It will happen for you again soon enough. I get the frustration. I’ve never been pregnant and we’ve been trying for two years. OH has immotile swimmers. 

Big hug. :hugs:


----------



## Alligator

Nixnax said:


> @Suggerhoney oh bless you hun. Biggest hugs
> 
> Well it looks like I'm gearing up for an early ovulation. Opks are getting strong. I think ill ovulate CD9 or CD10. I'm CD8 today.

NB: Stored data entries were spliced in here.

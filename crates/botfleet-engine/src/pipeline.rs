// SPDX-FileCopyrightText: 2026 Botfleet Contributors
// SPDX-License-Identifier: MIT OR Apache-2.0

//! The per-message conversation pipeline.
//!
//! Stages run in a fixed order: attribution, activity ping, debug
//! short-circuit, credit pre-check, session load, LLM call, post-debit,
//! and the trigger post-scan that turns LLM output into block
//! sequences. End users never see raw errors: failures either retry
//! through the task runtime or drop silently with a structured log.

use std::sync::Arc;

use botfleet_config::model::LlmConfig;
use botfleet_core::update::MessageEnvelope;
use botfleet_core::{
    CircuitBreaker, ContainerKind, ContainerRef, FleetError, UpdateEnvelope,
};
use botfleet_credits::{estimate_completion_tokens, estimate_prompt_tokens, CreditService};
use botfleet_crypto::{CallbackSigner, TokenCipher};
use botfleet_kv::{ActivityTracker, RateLimiter};
use botfleet_llm::{ChatClient, ChatOutcome, WhisperClient};
use botfleet_payments::PaymentsService;
use botfleet_queue::{EnqueueOptions, QueueName, TaskQueue};
use botfleet_recovery::RecoveryService;
use botfleet_sender::{BlockSender, SendContext};
use botfleet_storage::queries::{
    actions, blocks, offers, phases, sessions, transactions, upsells,
};
use botfleet_storage::{Bot, Database, HistoryEntry, Offer, PixCategory};
use botfleet_telegram::BotApi;
use serde::{Deserialize, Serialize};
use tracing::{debug, info, warn, Instrument};

use crate::detection::{contains_term, first_match, should_replace_message};
use crate::discount::detect_discount;
use crate::prompt::{build_messages, system_prompt, ActionStatusLine};
use crate::start::{StartDecision, StartFlow};
use crate::tracking::{StartAttribution, TrackingService};

/// Task name of the audio transcription stage.
pub const PROCESS_AUDIO_TASK: &str = "process_audio";

#[derive(Debug, Clone, Serialize, Deserialize)]
pub struct ProcessAudioPayload {
    pub bot_id: i64,
    pub user_telegram_id: i64,
    pub chat_id: i64,
    pub voice_file_id: String,
    pub duration_secs: u32,
    pub file_size: Option<u64>,
}

/// One item of the outbound plan built by the post-scan.
enum SendItem {
    Text(String),
    Blocks {
        container: ContainerRef,
        pix_code: Option<String>,
    },
}

/// Constructor dependencies of [`ConversationEngine`].
pub struct EngineDeps {
    pub db: Database,
    pub activity: Arc<ActivityTracker>,
    pub limiter: RateLimiter,
    pub credits: Arc<CreditService>,
    pub chat: ChatClient,
    pub llm_breaker: Arc<CircuitBreaker>,
    pub whisper: WhisperClient,
    pub whisper_breaker: Arc<CircuitBreaker>,
    pub sender: Arc<BlockSender>,
    pub tasks: TaskQueue,
    pub recovery: Arc<RecoveryService>,
    pub payments: Arc<PaymentsService>,
    pub tracking: TrackingService,
    pub start_flow: StartFlow,
    pub cipher: TokenCipher,
    pub signer: CallbackSigner,
    pub manager_api: BotApi,
    pub llm_config: LlmConfig,
    pub antispam: Arc<dyn crate::antispam::AntiSpamHook>,
}

/// The conversation engine and its collaborators.
pub struct ConversationEngine {
    pub(crate) db: Database,
    pub(crate) activity: Arc<ActivityTracker>,
    pub(crate) limiter: RateLimiter,
    pub(crate) credits: Arc<CreditService>,
    pub(crate) chat: ChatClient,
    pub(crate) llm_breaker: Arc<CircuitBreaker>,
    pub(crate) whisper: WhisperClient,
    pub(crate) whisper_breaker: Arc<CircuitBreaker>,
    pub(crate) sender: Arc<BlockSender>,
    pub(crate) tasks: TaskQueue,
    pub(crate) recovery: Arc<RecoveryService>,
    pub(crate) payments: Arc<PaymentsService>,
    pub(crate) tracking: TrackingService,
    pub(crate) start_flow: StartFlow,
    pub(crate) cipher: TokenCipher,
    pub(crate) signer: CallbackSigner,
    pub(crate) manager_api: BotApi,
    pub(crate) llm_config: LlmConfig,
    pub(crate) antispam: Arc<dyn crate::antispam::AntiSpamHook>,
}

Ooh good luck! I hope you catch that eggy.


----------



## MrS. MaBrEy

Go make a baby nixnax! :sex::spermy::dust:


----------



## Deethehippy

Good luck NixNax :spermy::spermy::dust:


----------



## Bevziibubble

Good luck @Nixnax!!


----------



## Suggerhoney

sweetchut said:


> It will happen for you again soon enough. I get the frustration. I’ve never been pregnant and we’ve been trying for two years. OH has immotile swimmers.
> 
> Big hug. :hugs:

Thank u hon. 
Im so sorry u have been trying for so long. Really hope u get ure much deserved baby very soon


----------



## WannaBMamma7

Took another test this morning and it’s definitely darker! Definitely got my hopes up now especially with AF being over a day late now. 
Going to do a digital clear blue test tomorrow to show my boyfriend! Need to make up a valid excuse not to drink tonight so I can hopefully surprise him in the morning.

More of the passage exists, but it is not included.